従来のWPA2では設定が複雑だったIoT機器の接続も容易になりました。
互換性
WPA3は、WPA2との互換性を維持しています。
WPA2のクライアントは、WPA3のアクセスポイントに接続可能
ただし、WPA3のすべての機能を利用するには、クライアント側もWPA3に対応している必要がああります。
WPA3のメリット
WPA3には、以下のようなメリットがあります。
より強固なセキュリティ
従来のWPA2では、PSK (Pre-Shared Key)と呼ばれる事前共有鍵方式を使用していました。

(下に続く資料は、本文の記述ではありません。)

use async_trait::async_trait;

use crate::snapshot::{SnapList, Snapshot};
use super::traits::{SnapStore, SnapshotReader, StorageError};

/// Store that fails every operation. Backs the `FAILED` provider used to
/// exercise failure handling end to end.
#[derive(Debug, Default, Clone, Copy)]
pub struct FailedSnapStore;

impl FailedSnapStore {
    #[must_use]
    pub fn new() -> Self {
        Self
    }
}

fn failure(operation: &str) -> StorageError {
    StorageError::Backend(format!("failed to {operation} snapshot"))
}

#[async_trait]
impl SnapStore for FailedSnapStore {
    async fn save(&self, _snap: &Snapshot, _content: SnapshotReader) -> Result<(), StorageError> {
        Err(failure("save"))
    }

    async fn fetch(&self, _snap: &Snapshot) -> Result<SnapshotReader, StorageError> {
        Err(failure("fetch"))
    }

    async fn list(&self, _include_all: bool) -> Result<SnapList, StorageError> {
        Err(failure("list"))
    }

    async fn delete(&self, _snap: &Snapshot) -> Result<(), StorageError> {
        Err(failure("delete"))
    }
}

#[cfg(test)]
mod tests {
    use super::*;
    use crate::snapshot::SnapshotKind;

    #[tokio::test]
    async fn test_every_operation_fails() {
        let store = FailedSnapStore::new();
        let snap = Snapshot::with_created_on(SnapshotKind::Full, 0, 1, 1);

        assert!(store.save(&snap, Box::new(&b"x"[..])).await.is_err());
        assert!(store.fetch(&snap).await.is_err());
        assert!(store.list(true).await.is_err());
        assert!(store.delete(&snap).await.is_err());
        assert!(store.probe().await.is_err());
    }
}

PSKは、一度漏洩してしまうと、すべての接続が危険にさらされます。
一方、SAEは、Diffie-Hellman鍵交換と呼ばれる技術を用いて、安全に鍵を生成します。
そのため、
- オフライン辞書攻撃
- 中間者攻撃
などのリスクを大幅に軽減することができます。
新たな機能
Wi-Fi Easy Connectは、パスワード入力なしで簡単にWi-Fi接続できる機能です。
QRコードを読み込むだけで、自動的に接続されます。
これは、スマートフォンやIoT機器など、パスワード入力が難しいデバイスにとって便利です。

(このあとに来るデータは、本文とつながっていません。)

// Copyright (c) 2025-2026 Adrian Robinson. Licensed under the AGPL-3.0.
// See LICENSE file in the project root for full license text.

//! Metrics instrumentation for snapstore.
//!
//! Uses the `metrics` crate for backend-agnostic metrics collection.
//! The host program is responsible for choosing the exporter (Prometheus, OTEL, etc.)
//!
//! # Metric Naming Convention
//! - `snapstore_` prefix for all metrics
//! - `_total` suffix for counters
//! - `_seconds` suffix for duration histograms
//!
//! # Labels
//! - `endpoint`: primary, secondary, or a backend name
//! - `operation`: save, fetch, list, delete
//! - `status`: success, error, skipped

use metrics::{counter, gauge, histogram};
use std::time::{Duration, Instant};

/// Record a store operation outcome
pub fn record_operation(endpoint: &str, operation: &str, status: &str) {
    counter!(
        "snapstore_operations_total",
        "endpoint" => endpoint.to_string(),
        "operation" => operation.to_string(),
        "status" => status.to_string()
    )
    .increment(1);
}

/// Record operation latency
pub fn record_latency(endpoint: &str, operation: &str, duration: Duration) {
    histogram!(
        "snapstore_operation_seconds",
        "endpoint" => endpoint.to_string(),
        "operation" => operation.to_string()
    )
    .record(duration.as_secs_f64());
}

/// Record circuit breaker state change (0 = closed, 1 = open)
pub fn set_circuit_state(circuit: &str, state: u8) {
    gauge!(
        "snapstore_circuit_breaker_state",
        "circuit" => circuit.to_string()
    )
    .set(state as f64);
}

/// Set consecutive failure count tracked by a circuit breaker
pub fn set_circuit_failures(circuit: &str, count: u32) {
    gauge!(
        "snapstore_circuit_breaker_failures",
        "circuit" => circuit.to_string()
    )
    .set(count as f64);
}

/// Record circuit breaker call
pub fn record_circuit_call(circuit: &str, outcome: &str) {
    counter!(
        "snapstore_circuit_breaker_calls_total",
        "circuit" => circuit.to_string(),
        "outcome" => outcome.to_string()
    )
    .increment(1);
}

/// Record a chunk upload attempt outcome
pub fn record_chunk_upload(status: &str) {
    counter!(
        "snapstore_chunk_uploads_total",
        "status" => status.to_string()
    )
    .increment(1);
}

/// Record a scheduled chunk retry
pub fn record_chunk_retry() {
    counter!("snapstore_chunk_retries_total").increment(1);
}

/// Record the size of a merged dual-endpoint listing
pub fn record_merged_list(total: usize, primary: usize, secondary: usize) {
    gauge!("snapstore_merged_snapshots").set(total as f64);
    gauge!("snapstore_listed_snapshots", "endpoint" => "primary").set(primary as f64);
    gauge!("snapstore_listed_snapshots", "endpoint" => "secondary").set(secondary as f64);
}

/// Record a delete that only reached one endpoint
pub fn record_single_endpoint_delete() {
    counter!("snapstore_single_endpoint_deletes_total").increment(1);
}

/// A timing guard that records latency on drop
pub struct LatencyTimer {
    endpoint: &'static str,
    operation: &'static str,
    start: Instant,
}

impl LatencyTimer {
    /// Start a new latency timer
    pub fn new(endpoint: &'static str, operation: &'static str) -> Self {
        Self {
            endpoint,
            operation,
            start: Instant::now(),
        }
    }
}

impl Drop for LatencyTimer {
    fn drop(&mut self) {
        record_latency(self.endpoint, self.operation, self.start.elapsed());
    }
}

#[cfg(test)]
mod tests {
    use super::*;

    // Without an installed recorder the macros are no-ops; these only
    // exercise the call paths.

    #[test]
    fn test_record_operation() {
        record_operation("primary", "save", "success");
        record_operation("secondary", "fetch", "error");
    }

    #[test]
    fn test_circuit_metrics() {
        set_circuit_state("primary", 1);
        set_circuit_failures("primary", 3);
        record_circuit_call("primary", "skipped");
    }

    #[test]
    fn test_chunk_and_list_metrics() {
        record_chunk_upload("success");
        record_chunk_retry();
        record_merged_list(3, 2, 2);
        record_single_endpoint_delete();
    }

    #[test]
    fn test_latency_timer() {
        {
            let _timer = LatencyTimer::new("primary", "list");
            std::thread::sleep(Duration::from_millis(1));
        }
    }

    #[test]
    fn test_metrics_reach_installed_recorder() {
        use metrics_util::debugging::{DebugValue, DebuggingRecorder};

        let recorder = DebuggingRecorder::new();
        let snapshotter = recorder.snapshotter();
        metrics::with_local_recorder(&recorder, || {
            record_operation("primary", "save", "success");
            record_operation("primary", "save", "success");
            set_circuit_state("primary", 1);
        });

        let snapshot = snapshotter.snapshot().into_vec();
        let value_of = |name: &str| {
            snapshot
                .iter()
                .find(|(key, ..)| key.key().name() == name)
                .map(|(_, _, _, value)| value.clone())
        };

        assert_eq!(value_of("snapstore_operations_total"), Some(&DebugValue::Counter(2)));
        assert!(matches!(
            value_of("snapstore_circuit_breaker_state"),
            Some(DebugValue::Gauge(v)) if v.into_inner() == 1.0
        ));
    }
}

Enhanced Openは、従来のオープンネットワークよりも安全な接続を提供する機能です。
従来のオープンネットワークは、誰でも自由に接続できるため、セキュリティリスクが高くなります。
Enhanced Openは、暗号化技術を用いて、接続を保護します。
Target Wake Timeは、省電力化機能です。
デバイスがWi-Fiネットワークに接続する必要があるタイミングを予測し、そのタイミングのみ接続することで、バッテリー消費を抑えます。

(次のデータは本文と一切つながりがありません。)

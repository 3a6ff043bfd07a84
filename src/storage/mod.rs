// Copyright (c) 2025-2026 Adrian Robinson. Licensed under the AGPL-3.0.
// See LICENSE file in the project root for full license text.

pub mod traits;
pub mod memory;
pub mod failed;
pub mod object;
pub mod resilient;
pub mod dual;
pub mod factory;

WPA3-Personalは、個人ユーザー向けに、より簡単に設定できるセキュリティ機能です。
従来のWPA2では、複雑なパスワードを設定する必要がありました。
WPA3-Personalは、パスフレーズと呼ばれる、より簡単なパスワードを設定することができます。
WPA3のデメリット
WPA3には、以下のようなデメリットがあります。
対応機器が少ない
WPA3は比較的新しい規格であるため、まだすべての機器が対応しているわけではありません。
特に、2018年以前に発売された機器は、WPA3に対応していない可能性が高いです。
設定が複雑
WPA3は、WPA2よりも設定が複雑です。
WPA2では、パスワードを設定するだけで接続できました。
しかし、WPA3では、セキュリティ設定やその他の設定を行う必要があります。
互換性の問題
WPA3は、WPA2との互換性を維持しています。
しかし、一部の古いWPA2機器との接続に問題が発生する可能性があります。
WPA3の設定方法
WPA3の設定方法は、アクセスポイントの機種によって異なります。
一般的な設定方法は以下の通りです。
- アクセスポイントの設定画面を開く
- WPA3のセキュリティ設定を選択する
- パスワードを設定
- 必要に応じて、その他の設定を行う
- 設定を保存
WPA3の今後
WPA3は、今後ますます普及していくと予想されます。
新しい機器は、WPA3に対応するものが増えていくでしょう。
WPA2は、将来的にはサポート終了となる可能性もあります。
早めにWPA3に移行することをおすすめします。